C6/36, CT (Chao & Ball, 1976), DEF (ATCC CCL-141) and Vero cells were utilized for in vitro growth-profile assays. C6/36 and Vero cells were maintained at 28 and 37 °C, respectively, in Dulbecco’s modified Eagle’s medium (Gibco-BRL) containing 5% FBS (Hyclone), penicillin (100 U ml–1) and streptomycin (100 µg ml–1). CT and DEF cells were maintained in Schneider’s Drosophila media (Lonza BioWhittaker) and Eagle’s MEM containing 5% FBS and penicillin (100 U ml–1) and streptomycin (100 µg ml−1) at 28 and 37 °C, respectively. All cells were grown to 90% confluence in triplicate 25 cm2 flasks prior to inoculation with virus at an m.o.i. of 0.1. Virus was absorbed for 1 h at 37 °C, after which cells were washed twice with DPBS and fresh medium was added. Aliquots (50 µl) of supernatant were collected daily for 7 days p.i., added to 450 µl MEM containing 20% FBS and stored at −80 °C until titrated by Vero-cell plaque assay for quantification and plaque-morphology (3 and 7 days p.i.) assessment. Each growth-profile experiment for all cell types was replicated to assure the reproducibility of the reported findings.

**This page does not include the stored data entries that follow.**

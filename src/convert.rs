//! Specific conductance to tracer concentration, and mass discharge.
//!
//! Salt tracer releases are usually logged as specific conductance (µS/cm).
//! A fixed power-law regression maps conductance to mass percent:
//!
//! ```text
//! mass% = 0.000013 · SC^1.161074
//! mg/L  = mass% · 10_000
//! ```
//!
//! The pre-event baseline is subtracted and anything below it is clamped to
//! zero, so conductivity noise under the baseline never registers as mass.

use serde::{Deserialize, Serialize};

use crate::domain::TimeSeries;
use crate::error::{EstimationError, EstimationResultOf};

/// Power-law regression coefficients.
#[derive(Debug, Clone, Copy, PartialEq, Serialize, Deserialize)]
pub struct ConductanceRegression {
    pub coefficient: f64,
    pub exponent: f64,
    /// Mass percent to mg/L.
    pub percent_to_mg_per_l: f64,
}

impl Default for ConductanceRegression {
    fn default() -> Self {
        Self {
            coefficient: 0.000013,
            exponent: 1.161074,
            percent_to_mg_per_l: 10_000.0,
        }
    }
}

impl ConductanceRegression {
    /// Unclamped concentration (mg/L) for one conductance sample.
    pub fn concentration(&self, conductance: f64) -> f64 {
        self.coefficient * conductance.powf(self.exponent) * self.percent_to_mg_per_l
    }
}

/// Result of integrating a concentration series.
#[derive(Debug, Clone, Copy, PartialEq, Serialize, Deserialize)]
pub struct MassDischarge {
    /// Area under the concentration curve (mg·s/L).
    pub area: f64,
    /// Total mass passing the monitoring point (g), `area × Q` with Q in m³/s.
    pub mass_grams: f64,
}

/// Convert conductance to baseline-corrected, clamped concentration (mg/L).
pub fn to_concentration(
    conductance: &[f64],
    baseline_index: usize,
    regression: &ConductanceRegression,
) -> EstimationResultOf<Vec<f64>> {
    if let Some(i) = conductance.iter().position(|v| !(v.is_finite() && *v >= 0.0)) {
        return Err(EstimationError::invalid(format!(
            "conductance must be finite and >= 0 (index {i}: {})",
            conductance[i]
        )));
    }
    let Some(&baseline_sc) = conductance.get(baseline_index) else {
        return Err(EstimationError::invalid(format!(
            "baseline index {baseline_index} is outside the series (len {})",
            conductance.len()
        )));
    };

    let baseline = regression.concentration(baseline_sc);
    Ok(conductance
        .iter()
        .map(|&sc| (regression.concentration(sc) - baseline).max(0.0))
        .collect())
}

/// [`to_concentration`] on a [`TimeSeries`], keeping its time axis.
pub fn series_to_concentration(
    conductance: &TimeSeries,
    baseline_index: usize,
    regression: &ConductanceRegression,
) -> EstimationResultOf<TimeSeries> {
    let values = to_concentration(conductance.value(), baseline_index, regression)?;
    conductance.with_values(values)
}

/// Integrate concentration with the midpoint (trapezoid) rule and scale by flow.
///
/// `flow` is the volumetric flow rate in m³/s; mg/L × m³/s × s is grams.
pub fn mass_discharge(series: &TimeSeries, flow: f64) -> EstimationResultOf<MassDischarge> {
    if !(flow.is_finite() && flow > 0.0) {
        return Err(EstimationError::invalid(format!("flow must be > 0 (got {flow})")));
    }
    if series.len() < 2 {
        return Err(EstimationError::InsufficientData(
            "mass integration needs at least two samples".to_string(),
        ));
    }

    let t = series.time();
    let c = series.value();
    let area: f64 = (1..t.len())
        .map(|i| 0.5 * (c[i - 1] + c[i]) * (t[i] - t[i - 1]))
        .sum();

    Ok(MassDischarge {
        area,
        mass_grams: area * flow,
    })
}

#[cfg(test)]
mod tests {
    use super::*;
    use crate::domain::FrontBounds;
    use crate::fit::front::characterize_series;

    #[test]
    fn applies_power_law() {
        let reg = ConductanceRegression::default();
        let expected = 0.000013 * 500.0_f64.powf(1.161074) * 10_000.0;
        assert!((reg.concentration(500.0) - expected).abs() < 1e-9);
    }

    #[test]
    fn values_below_baseline_clamp_to_exactly_zero() {
        let sc = [300.0, 280.0, 150.0, 0.0, 310.0, 450.0, 299.9];
        let c = to_concentration(&sc, 0, &ConductanceRegression::default()).unwrap();
        assert_eq!(c[0], 0.0);
        for (i, &v) in c.iter().enumerate() {
            assert!(v >= 0.0);
            if sc[i] <= sc[0] {
                assert_eq!(v, 0.0, "index {i}");
            }
        }
        assert!(c[4] > 0.0 && c[5] > c[4]);
    }

    #[test]
    fn baseline_index_out_of_range_is_rejected() {
        assert!(matches!(
            to_concentration(&[1.0, 2.0], 5, &ConductanceRegression::default()),
            Err(EstimationError::InvalidParameter(_))
        ));
    }

    #[test]
    fn flat_conductance_has_no_front() {
        let t: Vec<f64> = (1..=100).map(|i| i as f64).collect();
        let sc = TimeSeries::new(t, vec![245.0; 100]).unwrap();
        let c = series_to_concentration(&sc, 0, &ConductanceRegression::default()).unwrap();
        assert!(c.value().iter().all(|&v| v == 0.0));
        assert!(matches!(
            characterize_series(&c, FrontBounds::default()),
            Err(EstimationError::BoundNotFound { .. })
        ));
    }

    #[test]
    fn trapezoid_mass_of_triangle_pulse() {
        // Triangle 0 -> 10 -> 0 mg/L over 20 s: area = 100 mg·s/L.
        let t: Vec<f64> = (0..=20).map(|i| 1.0 + i as f64).collect();
        let c: Vec<f64> = (0..=20).map(|i| 10.0 - (i as f64 - 10.0).abs()).collect();
        let series = TimeSeries::new(t, c).unwrap();
        let m = mass_discharge(&series, 0.5).unwrap();
        assert!((m.area - 100.0).abs() < 1e-12);
        assert!((m.mass_grams - 50.0).abs() < 1e-12);
    }
}
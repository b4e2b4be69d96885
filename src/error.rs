//! Error types.
//!
//! Two layers:
//!
//! - [`EstimationError`]: typed failures raised by the numerical core (forward
//!   model, characterizer, estimators, converter). Every variant is terminal for
//!   the call that raised it; nothing is retried internally.
//! - [`AppError`]: what the binary reports, carrying a process exit code.

use thiserror::Error;

/// Result alias for the numerical core.
pub type EstimationResultOf<T> = Result<T, EstimationError>;

#[derive(Debug, Clone, PartialEq, Error)]
pub enum EstimationError {
    /// Non-positive dispersion, area, time, or otherwise unusable input.
    #[error("invalid parameter: {0}")]
    InvalidParameter(String),

    /// No sample exceeds the requested fraction of the peak.
    #[error("no sample exceeds {fraction} x peak ({peak}); curve is flat or degenerate")]
    BoundNotFound { fraction: f64, peak: f64 },

    /// The rising front holds too few points for a regression.
    #[error("insufficient data: {0}")]
    InsufficientData(String),

    /// The slope-matching grid produced no usable candidate.
    #[error("no convergence: {0}")]
    NoConvergence(String),

    /// The nonlinear fit failed or returned a non-physical result.
    #[error("optimization diverged: {0}")]
    OptimizationDiverged(String),

    /// The grid search exceeded its time budget.
    #[error("grid search exceeded its time budget of {seconds:.1}s")]
    TimedOut { seconds: f64 },
}

impl EstimationError {
    pub fn invalid(message: impl Into<String>) -> Self {
        Self::InvalidParameter(message.into())
    }
}

#[derive(Clone)]
pub struct AppError {
    exit_code: u8,
    message: String,
}

impl AppError {
    pub fn new(exit_code: u8, message: impl Into<String>) -> Self {
        Self {
            exit_code,
            message: message.into(),
        }
    }

    pub fn exit_code(&self) -> u8 {
        self.exit_code
    }
}

impl std::fmt::Display for AppError {
    fn fmt(&self, f: &mut std::fmt::Formatter<'_>) -> std::fmt::Result {
        write!(f, "{}", self.message)
    }
}

impl std::fmt::Debug for AppError {
    fn fmt(&self, f: &mut std::fmt::Formatter<'_>) -> std::fmt::Result {
        f.debug_struct("AppError")
            .field("exit_code", &self.exit_code)
            .field("message", &self.message)
            .finish()
    }
}

impl std::error::Error for AppError {}

impl From<EstimationError> for AppError {
    fn from(err: EstimationError) -> Self {
        // Exit codes: 2 = bad input/config, 3 = unusable data, 4 = estimation failed.
        let code = match &err {
            EstimationError::InvalidParameter(_) => 2,
            EstimationError::BoundNotFound { .. } | EstimationError::InsufficientData(_) => 3,
            EstimationError::NoConvergence(_)
            | EstimationError::OptimizationDiverged(_)
            | EstimationError::TimedOut { .. } => 4,
        };
        AppError::new(code, err.to_string())
    }
}

#[cfg(test)]
mod tests {
    use super::*;

    #[test]
    fn estimation_errors_map_to_exit_codes() {
        let invalid: AppError = EstimationError::invalid("K must be > 0").into();
        assert_eq!(invalid.exit_code(), 2);

        let flat: AppError = EstimationError::BoundNotFound { fraction: 0.5, peak: 0.0 }.into();
        assert_eq!(flat.exit_code(), 3);

        let diverged: AppError = EstimationError::OptimizationDiverged("budget".into()).into();
        assert_eq!(diverged.exit_code(), 4);
        assert!(diverged.to_string().contains("budget"));
    }
}
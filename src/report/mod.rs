//! Reporting: formatted run summaries and predictor tables.

mod format;

pub use format::*;
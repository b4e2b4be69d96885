//! Customary (US) to SI unit conversion.
//!
//! Everything inside the crate is SI: metres, square metres, cubic metres per
//! second. Site files may be written in customary units; they are converted
//! once on load.

use clap::ValueEnum;
use serde::{Deserialize, Serialize};

pub const FEET_TO_METRES: f64 = 0.3048;
pub const SQ_FEET_TO_SQ_METRES: f64 = FEET_TO_METRES * FEET_TO_METRES;
pub const CFS_TO_CMS: f64 = 0.028_316_846_592;

#[derive(Debug, Clone, Copy, PartialEq, Eq, Default, Serialize, Deserialize, ValueEnum)]
#[serde(rename_all = "lowercase")]
pub enum Units {
    /// m, m², m³/s, m/s, m²/s.
    #[default]
    Si,
    /// ft, ft², ft³/s, ft/s, ft²/s.
    Customary,
}

impl Units {
    pub fn length_to_si(self, v: f64) -> f64 {
        match self {
            Units::Si => v,
            Units::Customary => v * FEET_TO_METRES,
        }
    }

    pub fn area_to_si(self, v: f64) -> f64 {
        match self {
            Units::Si => v,
            Units::Customary => v * SQ_FEET_TO_SQ_METRES,
        }
    }

    pub fn flow_to_si(self, v: f64) -> f64 {
        match self {
            Units::Si => v,
            Units::Customary => v * CFS_TO_CMS,
        }
    }

    pub fn velocity_to_si(self, v: f64) -> f64 {
        self.length_to_si(v)
    }

    pub fn dispersion_to_si(self, v: f64) -> f64 {
        self.area_to_si(v)
    }
}

#[cfg(test)]
mod tests {
    use super::*;

    #[test]
    fn customary_conversions() {
        let u = Units::Customary;
        assert!((u.length_to_si(1.0) - 0.3048).abs() < 1e-12);
        assert!((u.area_to_si(10.0) - 0.9290304).abs() < 1e-12);
        assert!((u.flow_to_si(1.0) - 0.028316846592).abs() < 1e-15);
        assert_eq!(Units::Si.flow_to_si(3.5), 3.5);
    }
}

A real-time cell-analysis system using electrical impedance (formerly RT-CES System; ACEA Biosciences) was utilized for quantification of CPE elicited by the respective viruses as described previously (Fang et al., 2011). Impedance was expressed as a dimensionless parameter, the cell index, representing cell status based on the change of impedance of cells relative to cell-negative control wells. Initial cell concentration was measured, and decreasing impedance related to cell death was plotted over time. Vero cells were trypsinized, washed twice with DPBS, added to wells and infected at an m.o.i. of 0.1 (six wells per virus). Real-time impedance values were measured every 15 min until day 5 p.i.
A repeated-measures ANOVA statistically compared plaque sizes, impedance values at selected time points, and growth-profile data over time among viruses, with viral means grouped by an a posteriori Tukey–Kramer multiple comparison test with α=0.05 (ncss statistical software). Peak titres for specific time points were compared in a mixed-model ANOVA. Both viruses and time points were treated as fixed effects throughout.
Funding for these studies was provided by the Pacific Southwest Regional Center for Excellence (AI065359) and by grants from NIH (AI061822, AI55607), CDC (CI000235) and the University of California Mosquito Research Program. We would like to thank Jason Velez for providing cell-culture support for these studies.
A supplementary table is available with the online version of this paper.